Девушка взяла, мгновенно взвесив пачку на ладони, потом открыла шкаф и воткнула между белыми простынями.

– Хорошо, – сказал парень, засунув руки в карманы спортивных штанов и наклонив голову, словно соображая.

– Хорошо. Теперь иди и скажи им, чтобы валили отсюда.

Девушка пожала плечами и прислонилась спиной к шкафу:

– Сам скажи. Я против них ничего не имею.

– Я тоже, но пусть сваливают.

Двадцать шестой миновал Киевскую и въехал под мост. Молодой солдат, стриженный «под ноль», с рюкзаком на плече, беспокойно озирался, считая в уме остановки. Только у Агентства он решился обратиться с вопросом к старушке в мохеровом берете.

– О-о-о, так вы уже проехали. Ничего, выйдете на следующей и налево, вернетесь по Любельской.

Солдат вышел у Рогаток, вдохнул стоящий в воздухе сладкий шоколадный аромат, идущий от «Веделя»,[49]49
  Фирма, выпускающая шоколад.


[Закрыть]
и ему захотелось плакать.

В это время из Повисля отправилась электричка. Она катилась через железные пролеты, напоминая сонные американские горки. Блондинка с зеленой тряпичной сумкой на коленях пыталась заглянуть в окна дома по улице 3 Мая, но стекла были словно черные зеркала. Дальше внизу будет вода, поэтому она зажмурила глаза, и желудок привычно подкатил к горлу. Она шепотом отсчитывала удары колес по рельсам. После сорок третьего, она знала, начинается другой берег, и глубоко вздохнула.

– Дело твое, – сказал парень и встал. Прикрыл за собой дверь.

Павел стал прислушиваться, но девушка снова включила музыку и задвигала бедрами, глядя в окно. Глаза Павла блуждали между ее бедрами и дверцей шкафа. Ему чудилось, что он чует запах мускуса, исходивший от ее подмышек, но все перекрывал запах плотной, утрамбованной стопки жестких, накрахмаленных в прачечной простыней. За дверями что-то происходило. Он ничего не слышал, но ощущал вибрации и тревожный гул. А потом сквозь музыку пробились какие-то реальные звуки, но их происхождения он понять не мог.

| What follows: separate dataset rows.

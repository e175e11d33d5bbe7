//! Request and Response models for the harness API
//!
//! This module defines the DTOs (Data Transfer Objects) used for
//! serializing/deserializing HTTP request and response bodies.

pub mod requests;
pub mod responses;

// Re-export commonly used types
pub use requests::StartRunRequest;
pub use responses::{ErrorResponse, HealthResponse, StartRunResponse, StatusResponse};
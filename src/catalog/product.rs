//! Product wire types exchanged with the catalog service.

use serde::{Deserialize, Deserializer, Serialize};

// == Product Record ==
/// A product as returned by the catalog.
///
/// Every field is optional on the wire: a partial payload degrades
/// classification instead of failing the probe.
#[derive(Debug, Clone, Default, PartialEq, Serialize, Deserialize)]
pub struct ProductRecord {
    #[serde(default)]
    pub id: Option<String>,
    #[serde(default)]
    pub name: Option<String>,
    #[serde(default, deserialize_with = "lenient_price")]
    pub price: Option<f64>,
    #[serde(default)]
    pub stock: Option<i64>,
    #[serde(default)]
    pub version: Option<i64>,
}

/// Page of products returned by the listing endpoint.
#[derive(Debug, Clone, Default, Deserialize)]
pub struct ProductList {
    #[serde(default)]
    pub products: Vec<ProductRecord>,
}

// == Product Update ==
/// Body of a price/stock update (POST /products/:id).
#[derive(Debug, Clone, PartialEq, Serialize, Deserialize)]
pub struct ProductUpdate {
    pub price: f64,
    pub stock: i64,
}

// == Cache Signal ==
/// Cache outcome reported by the catalog itself, when it chooses to.
#[derive(Debug, Clone, Copy, PartialEq, Eq, Serialize, Deserialize)]
#[serde(rename_all = "lowercase")]
pub enum CacheSignal {
    Hit,
    Miss,
}

impl CacheSignal {
    /// Parses a cache status header value such as `HIT`, `miss` or `HIT from edge`.
    pub fn from_header(value: &str) -> Option<Self> {
        let value = value.trim().to_ascii_lowercase();
        if value.starts_with("hit") {
            Some(CacheSignal::Hit)
        } else if value.starts_with("miss") {
            Some(CacheSignal::Miss)
        } else {
            None
        }
    }
}

/// Accepts the price either as a JSON number or as a decimal string.
fn lenient_price<'de, D>(deserializer: D) -> Result<Option<f64>, D::Error>
where
    D: Deserializer<'de>,
{
    #[derive(Deserialize)]
    #[serde(untagged)]
    enum Price {
        Number(f64),
        Text(String),
    }

    Ok(match Option::<Price>::deserialize(deserializer)? {
        Some(Price::Number(n)) => Some(n),
        Some(Price::Text(s)) => s.trim().parse().ok(),
        None => None,
    })
}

Звуки усилились, но музыка их подхватила, разнесла по комнате и перетопила в свои собственные. Павел отвел взгляд от стеклянной матовой двери и снова сосредоточился на бедрах девицы и дверце шкафа. И тут за дверью что-то быстро передвинули, по воздуху всей квартиры прокатилась волна, и все утихло.

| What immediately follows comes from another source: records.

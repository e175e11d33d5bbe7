//! Timers
//!
//! Protocol delays go through the `Timer` trait so a test can observe or
//! skip them while the probe ordering stays the same.

use std::time::Duration;

use async_trait::async_trait;

/// Suspends the current run for a protocol delay.
#[async_trait]
pub trait Timer: Send + Sync {
    async fn sleep(&self, duration: Duration);
}

/// Real timer backed by `tokio::time::sleep`.
///
/// Under a paused tokio clock (`start_paused = true`) it completes instantly.
#[derive(Debug, Clone, Copy, Default)]
pub struct TokioTimer;

#[async_trait]
impl Timer for TokioTimer {
    async fn sleep(&self, duration: Duration) {
        tokio::time::sleep(duration).await;
    }
}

Парень вышел из кухни и уселся на свое прежнее место, а девушка выключила музыку.

– Тебе придется там прибраться, – сказал он. – Эта дрянь вылилась. Новые штаны… – Он рассматривал небольшое пятно, натянув ткань на ляжке. – Хорошо, что широкие, а то бы обварился.

Вдруг он обернулся к Павлу, словно только что увидел.

Сощурив водянистого цвета глазки, он с минуту буравил его неподвижным взглядом, а потом широко осклабился:

– Ну, как делишки? Идут? Что новенького?

Павел почувствовал горячий язык у себя на спине. Тот лизал его снизу, от ног, по спине, плечам, по шее сзади. Жар на шее, в волосах переходил в огонь.

– Вертишься как можешь, – в конце концов ответил Павел.

– Надо, братишка, надо. Без этого никак. – Качок кивал головой все с той же улыбкой. – Люська, дай что-нибудь выпить, – приказал он девушке, не сводя глаз с Павла. Тот принялся шарить по карманам. Боковым зрением он видел, как девушка направляется к шкафу, но идет мимо него и открывает дверцу бара.